Diagnosis and identification of rickettsiae is challenging due to the non-specific clinical manifestations of the disease, combined with the shortcomings of currently available diagnostic modalities. Serological tests remain widely used in clinical settings and for epidemiological and sousveillance purposes. Molecular methods are often used for acute phase detection and species-specific identification.
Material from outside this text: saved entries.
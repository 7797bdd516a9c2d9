//! Physical pixel calibration.
//!
//! The acquisition records one scalar pixel size in angstrom. Everything the
//! emitters need (micrometers for OME, nanometers for HDF5, per-level sizes)
//! is derived from that value on demand.

mod mdoc;

pub use mdoc::{parse_line, read_descriptor_value, read_pixel_spacing, PIXEL_SPACING_KEY};

use serde::Serialize;

/// Angstrom to micrometer conversion factor.
pub const ANGSTROM_TO_MICROMETER: f64 = 1e-4;

/// Angstrom per nanometer.
pub const ANGSTROM_PER_NANOMETER: f64 = 10.0;

/// Physical size of one (square) pixel.
#[derive(Debug, Clone, Copy, PartialEq, Serialize)]
pub struct PixelCalibration {
    angstrom: f64,
}

impl PixelCalibration {
    /// Create a calibration from a pixel size in angstrom.
    pub const fn from_angstrom(angstrom: f64) -> Self {
        Self { angstrom }
    }

    /// Pixel size in angstrom.
    #[inline]
    pub fn angstrom(self) -> f64 {
        self.angstrom
    }

    /// Pixel size in micrometers (angstrom x 1e-4).
    #[inline]
    pub fn micrometers(self) -> f64 {
        self.angstrom * ANGSTROM_TO_MICROMETER
    }

    /// Pixel size in nanometers (angstrom / 10).
    #[inline]
    pub fn nanometers(self) -> f64 {
        self.angstrom / ANGSTROM_PER_NANOMETER
    }

    /// Calibration after subsampling by `factor` in each axis.
    pub fn scaled(self, factor: u32) -> Self {
        Self {
            angstrom: self.angstrom * factor as f64,
        }
    }

    /// Calibration of pyramid level `level` (each level doubles the size).
    pub fn at_level(self, level: usize) -> Self {
        Self {
            angstrom: self.angstrom * 2f64.powi(level as i32),
        }
    }
}
//! Output containers.
//!
//! A [`crate::pyramid::Pyramid`] is serialized into one of two containers:
//!
//! - **OME-TIFF** ([`ome`]): one tiled BigTIFF whose first page holds level 0
//!   plus OME-XML calibration, with the reduced levels as SubIFDs
//! - **HDF5/BDV** ([`bdv`]): three stride-subsampled datasets with calibrated
//!   dimension scales, plus a BigDataViewer XML descriptor
//!
//! [`tiff`] holds the BigTIFF writer and the parser used to read files back.

pub mod bdv;
pub mod ome;
pub mod tiff;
Serological methods have been the mainstay for rickettsial disease diagnostics since the Weil-Felix test was developed. The Weil-Felix test is rarely used now given its poor sensitivity and specificity, and the advancements in serological assays. The current reference-standard for rickettsial diagnositcs is the indirect immunofluorescence assay (IFA). While the IFA has a high sensitivity and specificity, it is prone to subjectivity. An technique similar to the IFA is the immunoperoxidase assay (IIP), exhibiting comparable levels of sensitivity and specificity. The microimmunofluorescence assay (MIF) is a serological assay that allows for the detection of multiple rickettsial antigens, however it is often hindered by cross-reactivity. An alternative gold standard serological assay is the enzyme-linked immunosorbent assay (ELISA), which is widely used and better suited for low-resource settings.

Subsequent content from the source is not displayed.